Selama dua jam, Wu Yuan telah menunggu di rumah leluhur.
“Kepala Suku, karena negosiasi telah berakhir dengan hasil yang memuaskan, ambillah ini. Anggap saja ini sebagai kompensasi dari keluarga Xu kepada klan kita,” kata Wu Yuan.
“Tapi ini…”
“Pak Kepala Suku, seperti yang sudah saya katakan, ini untuk klan.” Wu Yuan menggelengkan kepalanya dengan tegas, menolak untuk dibujuk.
Wu Qiming menghela napas, “Wu Yuan, kuharap kau tidak menyalahkanku.”
“Kepala Suku, aku tidak menyalahkanmu, aku hanya menyalahkan diriku sendiri karena tidak cukup kuat.” Wu Yuan menggelengkan kepalanya dengan lemah, “Jika aku memiliki kekuatan seorang ahli Savant sekarang, apakah kita harus melalui kesulitan seperti ini?”
Wu Qiming membuka mulutnya, tetapi tidak ada kata-kata yang keluar.
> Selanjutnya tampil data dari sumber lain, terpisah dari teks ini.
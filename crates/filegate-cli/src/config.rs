//! Gateway configuration

use crate::multipart::UploadLimits;
use filegate_core::GatewayOptions;
use filegate_store::{S3Config, DEFAULT_LIST_PAGE_SIZE};
use serde::{Deserialize, Serialize};
use std::path::PathBuf;

/// Gateway server configuration
#[derive(Clone, Debug, Serialize, Deserialize)]
pub struct GatewayConfig {
    /// Host to bind to
    pub host: String,
    /// Port to listen on
    pub port: u16,
    /// S3 bucket holding all directories
    pub bucket: Option<String>,
    /// S3 region
    pub region: String,
    /// Endpoint override for S3-compatible services
    pub endpoint: Option<String>,
    /// Static S3 access key (default AWS credential chain when unset)
    pub access_key_id: Option<String>,
    /// Static S3 secret key
    #[serde(skip_serializing)]
    pub secret_access_key: Option<String>,
    /// Path-style S3 addressing
    pub force_path_style: bool,
    /// Use in-memory storage (for testing/development)
    pub use_memory_store: bool,
    /// Client whose entry in `resource_access` carries the caller's roles
    pub client_id: String,
    /// HS256 secret for token validation
    #[serde(skip_serializing)]
    pub jwt_secret: Option<String>,
    /// RS256 public key (PEM file) for token validation
    pub jwt_public_key_path: Option<PathBuf>,
    /// Required token issuer
    pub jwt_issuer: Option<String>,
    /// Required token audience
    pub jwt_audience: Option<String>,
    /// Enable authentication
    pub auth_enabled: bool,
    /// Rate limit (requests per second per caller), 0 disables
    pub rate_limit_rps: u32,
    /// Maximum number of files in one upload
    pub max_upload_count: usize,
    /// Maximum request body size (bytes)
    pub max_request_size: usize,
    /// Maximum size of a single buffered file part (bytes)
    pub max_part_size: usize,
    /// Files of one upload stored concurrently
    pub upload_concurrency: usize,
    /// Keys requested per listing call
    pub list_page_size: usize,
    /// Enable CORS
    pub cors_enabled: bool,
    /// CORS allowed origins
    pub cors_origins: Vec<String>,
}

impl Default for GatewayConfig {
    fn default() -> Self {
        Self {
            host: "0.0.0.0".to_string(),
            port: 8080,
            bucket: None,
            region: "us-east-1".to_string(),
            endpoint: None,
            access_key_id: None,
            secret_access_key: None,
            force_path_style: false,
            use_memory_store: false,
            client_id: "filegate".to_string(),
            jwt_secret: None,
            jwt_public_key_path: None,
            jwt_issuer: None,
            jwt_audience: None,
            auth_enabled: true,
            rate_limit_rps: 100,
            max_upload_count: 10,
            max_request_size: 100 * 1024 * 1024, // 100 MiB
            max_part_size: 50 * 1024 * 1024,     // 50 MiB
            upload_concurrency: 4,
            list_page_size: DEFAULT_LIST_PAGE_SIZE,
            cors_enabled: true,
            cors_origins: vec!["*".to_string()],
        }
    }
}

impl GatewayConfig {
    /// Get the bind address
    pub fn bind_addr(&self) -> String {
        format!("{}:{}", self.host, self.port)
    }

    /// S3 settings, if a bucket is configured
    pub fn s3_config(&self) -> Option<S3Config> {
        let bucket = self.bucket.clone()?;
        Some(S3Config {
            bucket,
            region: self.region.clone(),
            endpoint: self.endpoint.clone(),
            access_key_id: self.access_key_id.clone(),
            secret_access_key: self.secret_access_key.clone(),
            force_path_style: self.force_path_style,
            page_size: self.list_page_size,
        })
    }

    pub fn gateway_options(&self) -> GatewayOptions {
        GatewayOptions {
            upload_concurrency: self.upload_concurrency.max(1),
        }
    }

    pub fn upload_limits(&self) -> UploadLimits {
        UploadLimits {
            max_parts: self.max_upload_count,
            max_part_size: self.max_part_size,
        }
    }
}
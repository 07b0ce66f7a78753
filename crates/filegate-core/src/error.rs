//! Error types for the filegate-core crate

use filegate_store::StoreError;
use thiserror::Error;

/// Result type alias using `CoreError`
pub type Result<T> = std::result::Result<T, CoreError>;

/// Errors that can occur in gateway operations
#[derive(Error, Debug)]
pub enum CoreError {
    /// Directory path rejected before touching storage
    #[error("invalid directory {directory:?}: {reason}")]
    InvalidDirectory {
        directory: String,
        reason: &'static str,
    },

    /// Filename rejected before touching storage
    #[error("invalid filename {filename:?}: {reason}")]
    InvalidFilename {
        filename: String,
        reason: &'static str,
    },

    /// Upload request carried no file parts
    #[error("no files to upload")]
    NoParts,

    /// Object not found
    #[error("object not found: {key}")]
    ObjectNotFound { key: String },

    /// The object store failed
    #[error("storage error: {0}")]
    Storage(#[from] StoreError),
}

impl CoreError {
    /// Whether the caller sent something invalid (as opposed to a storage fault)
    pub fn is_invalid_input(&self) -> bool {
        matches!(
            self,
            Self::InvalidDirectory { .. } | Self::InvalidFilename { .. } | Self::NoParts
        )
    }
}
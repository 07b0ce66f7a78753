//! Error types for the filegate-store crate

use thiserror::Error;

/// Result type alias using `StoreError`
pub type Result<T> = std::result::Result<T, StoreError>;

/// Errors that can occur during object storage operations
#[derive(Error, Debug)]
pub enum StoreError {
    /// Object not found
    #[error("object not found: {0}")]
    NotFound(String),

    /// The storage service rejected or failed the request
    #[error("{operation} failed: {message}")]
    Service {
        operation: &'static str,
        message: String,
    },

    /// Some keys of a batch delete were not removed
    #[error("batch delete left {} key(s) behind", .failed.len())]
    PartialDelete { failed: Vec<String> },

    /// Reading a response body failed
    #[error("body error: {0}")]
    Body(String),

    /// Configuration error
    #[error("configuration error: {0}")]
    Configuration(String),
}

impl StoreError {
    /// Shorthand for a service failure
    pub fn service(operation: &'static str, message: impl Into<String>) -> Self {
        Self::Service {
            operation,
            message: message.into(),
        }
    }

    /// Whether this error means the object does not exist
    pub fn is_not_found(&self) -> bool {
        matches!(self, Self::NotFound(_))
    }
}
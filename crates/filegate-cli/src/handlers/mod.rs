//! HTTP request handlers

pub mod files;
pub mod folders;
pub mod service;

pub use files::*;
pub use folders::*;
pub use service::*;
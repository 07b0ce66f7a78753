//! Filegate - directory-scoped file gateway over S3

use clap::Parser;
use filegate_cli::{run_server, GatewayConfig};
use std::path::PathBuf;
use tracing_subscriber::{layer::SubscriberExt, util::SubscriberInitExt};

#[derive(Parser, Debug)]
#[command(name = "filegate")]
#[command(about = "Directory-scoped file gateway over S3-compatible storage")]
#[command(version)]
struct Args {
    /// Host to bind to
    #[arg(short = 'H', long, default_value = "0.0.0.0", env = "FILEGATE_HOST")]
    host: String,

    /// Port to listen on
    #[arg(short, long, default_value = "8080", env = "FILEGATE_PORT")]
    port: u16,

    /// S3 bucket holding all directories
    #[arg(long, env = "S3_BUCKET")]
    bucket: Option<String>,

    /// S3 region
    #[arg(long, default_value = "us-east-1", env = "S3_REGION")]
    region: String,

    /// Endpoint for S3-compatible services (MinIO, Ceph, ...)
    #[arg(long, env = "S3_ENDPOINT")]
    endpoint: Option<String>,

    #[arg(long, env = "S3_ACCESS_KEY_ID")]
    access_key_id: Option<String>,

    #[arg(long, env = "S3_SECRET_ACCESS_KEY", hide_env_values = true)]
    secret_access_key: Option<String>,

    /// Use path-style bucket addressing
    #[arg(long, env = "S3_FORCE_PATH_STYLE")]
    force_path_style: bool,

    /// Use in-memory storage (for testing, data will not persist)
    #[arg(long, env = "FILEGATE_MEMORY_STORE")]
    memory_store: bool,

    /// Client whose roles are read from the token's resource_access claim
    #[arg(long, default_value = "filegate", env = "FILEGATE_CLIENT_ID")]
    client_id: String,

    /// JWT secret for HS256 token validation
    #[arg(long, env = "JWT_SECRET", hide_env_values = true)]
    jwt_secret: Option<String>,

    /// PEM public key for RS256 token validation
    #[arg(long, env = "JWT_PUBLIC_KEY")]
    jwt_public_key: Option<PathBuf>,

    /// Required token issuer
    #[arg(long, env = "JWT_ISSUER")]
    jwt_issuer: Option<String>,

    /// Required token audience
    #[arg(long, env = "JWT_AUDIENCE")]
    jwt_audience: Option<String>,

    /// Disable authentication (for development only!)
    #[arg(long, env = "FILEGATE_NO_AUTH")]
    no_auth: bool,

    /// Requests per second per caller, 0 disables limiting
    #[arg(long, default_value = "100", env = "FILEGATE_RATE_LIMIT")]
    rate_limit: u32,

    /// Maximum number of files in one upload
    #[arg(long, default_value = "10", env = "FILEGATE_MAX_UPLOAD_COUNT")]
    max_upload_count: usize,

    /// Maximum request body size in bytes
    #[arg(long, default_value = "104857600", env = "FILEGATE_MAX_REQUEST_SIZE")]
    max_request_size: usize,

    /// Maximum size of one file in bytes
    #[arg(long, default_value = "52428800", env = "FILEGATE_MAX_PART_SIZE")]
    max_part_size: usize,

    /// Files of one upload stored in parallel
    #[arg(long, default_value = "4", env = "FILEGATE_UPLOAD_CONCURRENCY")]
    upload_concurrency: usize,

    /// Keys requested per storage listing call
    #[arg(long, default_value = "1000", env = "FILEGATE_LIST_PAGE_SIZE")]
    list_page_size: usize,

    /// Allowed CORS origins (comma separated, `*` for any)
    #[arg(long, value_delimiter = ',', default_value = "*", env = "FILEGATE_CORS_ORIGINS")]
    cors_origins: Vec<String>,

    /// Disable CORS headers
    #[arg(long, env = "FILEGATE_NO_CORS")]
    no_cors: bool,

    /// Enable debug logging
    #[arg(short, long, env = "FILEGATE_DEBUG")]
    debug: bool,

    /// Emit logs as JSON
    #[arg(long, env = "FILEGATE_LOG_JSON")]
    log_json: bool,
}

#[tokio::main]
async fn main() -> anyhow::Result<()> {
    // Load .env file if present
    dotenvy::dotenv().ok();

    let args = Args::parse();

    let log_level = if args.debug { "debug" } else { "info" };
    let filter = tracing_subscriber::EnvFilter::try_from_default_env().unwrap_or_else(|_| {
        format!(
            "filegate_cli={0},filegate_core={0},filegate_store={0},tower_http=debug",
            log_level
        )
        .into()
    });
    let registry = tracing_subscriber::registry().with(filter);
    if args.log_json {
        registry.with(tracing_subscriber::fmt::layer().json()).init();
    } else {
        registry.with(tracing_subscriber::fmt::layer()).init();
    }

    tracing::info!("Starting Filegate on {}:{}", args.host, args.port);

    if args.memory_store {
        tracing::warn!("Using in-memory storage - data will NOT persist!");
    } else if let Some(ref bucket) = args.bucket {
        tracing::info!(bucket = %bucket, region = %args.region, endpoint = ?args.endpoint, "S3 storage");
    }

    if args.no_auth {
        tracing::warn!("Authentication is DISABLED - for development only!");
    }

    run_server(args.into_config()).await
}

impl Args {
    fn into_config(self) -> GatewayConfig {
        GatewayConfig {
            host: self.host,
            port: self.port,
            bucket: self.bucket,
            region: self.region,
            endpoint: self.endpoint,
            access_key_id: self.access_key_id,
            secret_access_key: self.secret_access_key,
            force_path_style: self.force_path_style,
            use_memory_store: self.memory_store,
            client_id: self.client_id,
            jwt_secret: self.jwt_secret,
            jwt_public_key_path: self.jwt_public_key,
            jwt_issuer: self.jwt_issuer,
            jwt_audience: self.jwt_audience,
            auth_enabled: !self.no_auth,
            rate_limit_rps: self.rate_limit,
            max_upload_count: self.max_upload_count,
            max_request_size: self.max_request_size,
            max_part_size: self.max_part_size,
            upload_concurrency: self.upload_concurrency,
            list_page_size: self.list_page_size,
            cors_enabled: !self.no_cors,
            cors_origins: self.cors_origins,
        }
    }
}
“Baiklah. Pemimpin, Anda harus istirahat. Luka Anda belum sembuh, jangan terlalu memaksakan diri. Saya akan pulang sekarang.” Wu Yuan berjalan menembus hujan yang berkabut.
Wu Qiming menghela napas panjang, tetapi tetap diam.
……
Malam pun tiba.
Gerimis terus menyelimuti Kota Li. Jam malam diberlakukan, dan tak ada secercah cahaya bulan yang menerangi daratan. Semua jalan dipenuhi kegelapan.
Di sebuah gang terpencil yang tidak jauh dari jalan keluarga Wu.
Tiga sosok samar muncul tanpa suara, bergerak dengan kecepatan seperti hantu menuju jalan keluarga Wu.